Authored by mivnay on Oct 2 2020, 5:31 AM.

Details

Diff Detail

Event Timeline

mivnay created this revision.Oct 2 2020, 5:31 AM
mivnay requested review of this revision.Oct 2 2020, 5:31 AM
mivnay updated this revision to Diff 295832.Oct 2 2020, 8:19 AM
mivnay updated this revision to Diff 297403.Oct 10 2020, 3:37 AM

Add support for all integer types.

The pre-commit check is not being helpful here... :-/

Seems like a useful optimisation to me though.

Can you add test for i16 and i8. As far as I understand they will not fold because we will have legalized types and the return type will not match the vector element type? It's still worth having the tests. We could think of doing this target independent instead. Folding add(vecreduce(x), vecreduce(y)) -> vecreduce(add(x, y)). It sounds generally useful to me. World that work in your case, or would it specifically need to work on UADDV?

Can you also run the update_llc_test_checks.py script on the file and pre-commit the tests, just showing the changes here.

lib/Target/AArch64/AArch64ISelLowering.cpp
12279 ↗(On Diff #297403)

--> UADDV(ADD a, b)

12281 ↗(On Diff #297403)

You can get DAG from DCI.DAG (and I don't think think method uses DCI, which might simplify things).

12376 ↗(On Diff #297403)

I think this can be:

if (SDValue Val = performUADDVCombine(N, DCI, DAG))
  return Val;

Can you also run the update_llc_test_checks.py script on the file and pre-commit the tests, just showing the changes here.

Sure. I have created new patch : https://reviews.llvm.org/D89365

The pre-commit check is not being helpful here... :-/

Seems like a useful optimisation to me though.

Can you add test for i16 and i8. As far as I understand they will not fold because we will have legalized types and the return type will not match the vector element type?

Yes!

We could think of doing this target independent instead. Folding add(vecreduce(x), vecreduce(y)) -> vecreduce(add(x, y)). It sounds generally useful to me. World that work in your case, or would it specifically need to work on UADDV?

I don't need to use UADDV specifically.
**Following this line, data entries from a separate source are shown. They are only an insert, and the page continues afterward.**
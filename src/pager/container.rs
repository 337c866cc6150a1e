//! The paged container collaborator: current page, scroll state and the
//! event grammar the mediator synchronizes against.
//!
//! [`PagedContainer`] is a headless model of a horizontally swipeable page
//! host. Its page count comes from an assigned [`PagerAdapter`]; its output
//! is the observer event stream the mediator's state machine interprets:
//!
//! - scroll-state changes ([`ScrollState`]),
//! - scroll progress `(from_index, fraction, pixels)`,
//! - page selection.
//!
//! The per-gesture ordering of that stream is fixed and is relied upon by
//! consumers: a state transition is always dispatched before the progress
//! events it governs. A drag emits `Dragging`, progress…, `Settling`,
//! selection (if the page changed), progress…, `Idle`; a smooth programmatic
//! jump emits `Settling`, selection, progress…, `Idle`.
//!
//! Every dispatch releases the container's borrows first, so observers may
//! re-enter (the tab→page→tab round trip terminates at the same-target
//! guards in [`PagedContainer::set_current_item`]).

use crate::pager::adapter::PagerAdapter;
use std::cell::{Cell, RefCell};
use std::rc::Rc;

/// Page width used to derive the pixel component of progress events.
const PAGE_WIDTH_PX: f32 = 360.0;

/// Why the pager is currently scrolling.
#[derive(Debug, Clone, Copy, Default, PartialEq, Eq)]
pub enum ScrollState {
    /// No scroll in progress.
    #[default]
    Idle,

    /// The user is actively dragging the pager.
    Dragging,

    /// The pager is animating towards a target page, either after a released
    /// drag or a smooth programmatic navigation.
    Settling,
}

/// Opaque handle identifying a registered [`PageChangeObserver`].
#[derive(Debug, Clone, Copy, PartialEq, Eq, Hash)]
pub struct PageObserverId(u64);

/// Page lifecycle notifications emitted by the container.
///
/// All methods default to no-ops so observers implement only what they need.
pub trait PageChangeObserver {
    /// Scroll progress: the pager sits `offset` (in `[0, 1]`) of the way
    /// between `position` and `position + 1`, `offset_px` pixels in.
    fn on_page_scrolled(&self, _position: usize, _offset: f32, _offset_px: i32) {}

    /// The current page changed to `position`.
    fn on_page_selected(&self, _position: usize) {}

    /// The scroll state changed. Always dispatched before the progress
    /// events governed by the new state.
    fn on_scroll_state_changed(&self, _state: ScrollState) {}
}

struct PagerState {
    adapter: Option<Rc<dyn PagerAdapter>>,
    current: usize,
    scroll_state: ScrollState,
    last_drag: Option<(usize, f32)>,
}

/// A swipeable container of pages driven by an external adapter.
///
/// # Example
///
/// ```
/// use tabsync::{PagedContainer, SectionAdapter};
///
/// let pager = PagedContainer::new();
/// pager.set_adapter(SectionAdapter::new(["Home", "Categories"]));
/// pager.set_current_item(1, false);
/// assert_eq!(pager.current_item(), 1);
/// ```
pub struct PagedContainer {
    state: RefCell<PagerState>,
    observers: RefCell<Vec<(PageObserverId, Rc<dyn PageChangeObserver>)>>,
    next_observer_id: Cell<u64>,
}

impl PagedContainer {
    /// Creates a container with no adapter, shared between its owner and the
    /// mediator.
    #[must_use]
    pub fn new() -> Rc<Self> {
        Rc::new(Self {
            state: RefCell::new(PagerState {
                adapter: None,
                current: 0,
                scroll_state: ScrollState::Idle,
                last_drag: None,
            }),
            observers: RefCell::new(Vec::new()),
            next_observer_id: Cell::new(0),
        })
    }

    /// Assigns the adapter that drives the page count and resets the current
    /// page to 0.
    pub fn set_adapter(&self, adapter: Rc<dyn PagerAdapter>) {
        let mut state = self.state.borrow_mut();
        state.adapter = Some(adapter);
        state.current = 0;
        state.scroll_state = ScrollState::Idle;
        state.last_drag = None;
    }

    /// The assigned adapter, if any.
    #[must_use]
    pub fn adapter(&self) -> Option<Rc<dyn PagerAdapter>> {
        self.state.borrow().adapter.clone()
    }

    /// Index of the current page. 0 while no adapter is assigned.
    #[must_use]
    pub fn current_item(&self) -> usize {
        self.state.borrow().current
    }

    /// Current scroll state.
    #[must_use]
    pub fn scroll_state(&self) -> ScrollState {
        self.state.borrow().scroll_state
    }

    /// Page count reported by the adapter, or 0 without one.
    #[must_use]
    pub fn page_count(&self) -> usize {
        self.adapter().map_or(0, |adapter| adapter.page_count())
    }

    /// Registers a page observer and returns its removal handle.
    pub fn register_page_observer(&self, observer: Rc<dyn PageChangeObserver>) -> PageObserverId {
        let id = PageObserverId(self.next_observer_id.get());
        self.next_observer_id.set(id.0 + 1);
        self.observers.borrow_mut().push((id, observer));
        id
    }

    /// Removes a previously registered page observer.
    pub fn unregister_page_observer(&self, id: PageObserverId) {
        self.observers
            .borrow_mut()
            .retain(|(observer_id, _)| *observer_id != id);
    }

    /// Navigates to `item`, clamped to the page range.
    ///
    /// Two guards keep programmatic navigation re-entrancy safe: navigating
    /// to the current page while idle is a no-op, and a smooth scroll to the
    /// current page is always a no-op (this is what terminates the
    /// tab→page→tab selection round trip).
    ///
    /// An instant navigation updates the page and emits selection (when the
    /// page changed) plus a zero-offset progress event. A smooth navigation
    /// emits `Settling`, selection, interpolated progress events and `Idle`.
    pub fn set_current_item(&self, item: usize, smooth: bool) {
        let count = self.page_count();
        if count == 0 {
            tracing::warn!(item, "navigation ignored: pager has no pages");
            return;
        }
        let item = item.min(count - 1);
        let (current, scroll_state) = {
            let state = self.state.borrow();
            (state.current, state.scroll_state)
        };
        if item == current && scroll_state == ScrollState::Idle {
            return;
        }
        if item == current && smooth {
            return;
        }

        tracing::debug!(from = current, to = item, smooth, "pager navigation");
        if smooth {
            self.transition_state(ScrollState::Settling);
            self.state.borrow_mut().current = item;
            self.dispatch(|observer| observer.on_page_selected(item));
            if item > current {
                self.emit_scrolled(item - 1, 0.5);
            } else {
                self.emit_scrolled(item, 0.5);
            }
            self.emit_scrolled(item, 0.0);
            self.transition_state(ScrollState::Idle);
        } else {
            self.state.borrow_mut().current = item;
            if item != current {
                self.dispatch(|observer| observer.on_page_selected(item));
            }
            self.emit_scrolled(item, 0.0);
        }
    }

    /// Starts a user drag gesture.
    ///
    /// A drag may also catch a settling pager; beginning a drag during a
    /// drag is ignored.
    pub fn begin_drag(&self) {
        if self.scroll_state() == ScrollState::Dragging {
            tracing::warn!("begin_drag ignored: already dragging");
            return;
        }
        self.transition_state(ScrollState::Dragging);
    }

    /// Reports drag progress: the pager sits `offset` of the way between
    /// `position` and `position + 1`.
    ///
    /// Ignored outside of a drag or for positions beyond the page range.
    pub fn drag_to(&self, position: usize, offset: f32) {
        if self.scroll_state() != ScrollState::Dragging {
            tracing::warn!(position, offset, "drag_to ignored outside of a drag");
            return;
        }
        let count = self.page_count();
        if position >= count {
            tracing::warn!(position, count, "drag_to ignored: position out of range");
            return;
        }
        let offset = offset.clamp(0.0, 1.0);
        self.state.borrow_mut().last_drag = Some((position, offset));
        self.emit_scrolled(position, offset);
    }

    /// Ends a drag gesture and settles on the nearest page.
    ///
    /// A fraction of 0.5 or more advances to the next page; anything less
    /// settles back. Emits `Settling`, selection (when the page changed),
    /// interpolated progress events and `Idle`.
    pub fn release(&self) {
        if self.scroll_state() != ScrollState::Dragging {
            tracing::warn!("release ignored outside of a drag");
            return;
        }
        let (position, offset) = {
            let state = self.state.borrow();
            state.last_drag.unwrap_or((state.current, 0.0))
        };
        let count = self.page_count();
        let target = if offset >= 0.5 { position + 1 } else { position };
        let target = if count == 0 { 0 } else { target.min(count - 1) };

        self.transition_state(ScrollState::Settling);
        let previous = {
            let mut state = self.state.borrow_mut();
            let previous = state.current;
            state.current = target;
            state.last_drag = None;
            previous
        };
        if previous != target {
            self.dispatch(|observer| observer.on_page_selected(target));
        }
        if target > position {
            self.emit_scrolled(position, (offset + 1.0) / 2.0);
        } else if offset > 0.0 {
            self.emit_scrolled(position, offset / 2.0);
        }
        self.emit_scrolled(target, 0.0);
        self.transition_state(ScrollState::Idle);
    }

    fn transition_state(&self, state: ScrollState) {
        self.state.borrow_mut().scroll_state = state;
        tracing::trace!(?state, "pager scroll state");
        self.dispatch(|observer| observer.on_scroll_state_changed(state));
    }

    fn emit_scrolled(&self, position: usize, offset: f32) {
        let offset_px = (offset * PAGE_WIDTH_PX) as i32;
        self.dispatch(|observer| observer.on_page_scrolled(position, offset, offset_px));
    }

    fn dispatch(&self, f: impl Fn(&dyn PageChangeObserver)) {
        let snapshot: Vec<Rc<dyn PageChangeObserver>> = self
            .observers
            .borrow()
            .iter()
            .map(|(_, observer)| Rc::clone(observer))
            .collect();
        for observer in snapshot {
            f(observer.as_ref());
        }
    }
}
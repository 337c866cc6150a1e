//! Error types for the tabsync crate.
//!
//! This module defines the centralized error type [`TabSyncError`] and a type
//! alias [`Result`] for convenient error handling throughout the crate. All
//! errors are implemented using the `thiserror` crate for automatic `Error`
//! trait implementation.
//!
//! Two failure classes exist, both fatal:
//!
//! - **Configuration errors** ([`TabSyncError::AlreadyAttached`],
//!   [`TabSyncError::AdapterMissing`]): caller bugs in mediator setup,
//!   signaled by `attach()` before any mutation takes place.
//! - **Integration errors** ([`TabSyncError::TabOutOfRange`]): a low-level
//!   tab-strip operation was driven outside the strip's tab range. Signaled
//!   on first use with no fallback.
//!
//! There are no transient or retryable errors; every operation is local,
//! synchronous and side-effect-only against in-memory collaborators.

use thiserror::Error;

/// The main error type for tabsync operations.
///
/// Any of these errors should abort the owning screen's setup rather than
/// leave a silently broken tab strip behind.
#[derive(Debug, Clone, PartialEq, Eq, Error)]
pub enum TabSyncError {
    /// `attach()` was called on a mediator that is already attached.
    ///
    /// A mediator links exactly one strip to exactly one pager and may hold
    /// that link at most once at a time. Call `detach()` before re-attaching.
    #[error("mediator is already attached")]
    AlreadyAttached,

    /// `attach()` was called before the paged container has an adapter.
    ///
    /// The mediator reads the page count from the pager's adapter during
    /// population; assign an adapter first.
    #[error("mediator attached before the paged container has an adapter")]
    AdapterMissing,

    /// A low-level strip operation targeted a tab index that does not exist.
    ///
    /// The mediator guards its own event paths, so this surfaces a
    /// development-time integration fault: a strip driven out of step with
    /// the pager it is linked to.
    #[error("tab position {position} out of range for strip with {count} tabs")]
    TabOutOfRange {
        /// The requested tab position.
        position: usize,
        /// The number of tabs in the strip at the time of the call.
        count: usize,
    },
}

/// A specialized `Result` type for tabsync operations.
///
/// Type alias for `std::result::Result<T, TabSyncError>` that simplifies
/// function signatures throughout the crate.
pub type Result<T> = std::result::Result<T, TabSyncError>;
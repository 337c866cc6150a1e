//! Tab strip collaborator: tabs, selection state and the indicator.
//!
//! The strip side of the synchronization link. [`TabStrip`] holds the
//! ordered tabs, the selected index and the fractional indicator position;
//! [`Tab`] is the individual item the owner's configurer labels during
//! population.

pub mod strip;
pub mod tab;

pub use strip::{
    IndicatorMotion, IndicatorPosition, TabListenerId, TabSelectedListener, TabStrip,
};
pub use tab::Tab;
But, I am not sure what impact it has on other targets (different lowerings, patterns, etc..).

mivnay updated this revision to Diff 298117.Oct 14 2020, 4:43 AM
mivnay edited the summary of this revision. (Show Details)
mivnay marked 3 inline comments as done.
dmgreen accepted this revision.Oct 14 2020, 1:30 PM

Yeah. I was going to say that this would replace 3 instructions with 2, so would generally be useful.

But thinking about it, that wouldn't actually be the case for MVE. The two reductions (VADDVA's) would likely overlap better than back to back loads.

The code here looks good to me. If we find we need to handle more cases in the future we can look at it there, and perhaps put some sort of "undo" in for MVE. But in the meantime this patch LGTM.

This revision is now accepted and ready to land.Oct 14 2020, 1:30 PM
This revision was landed with ongoing or failed builds.Oct 14 2020, 9:30 PM
This revision was automatically updated to reflect the committed changes.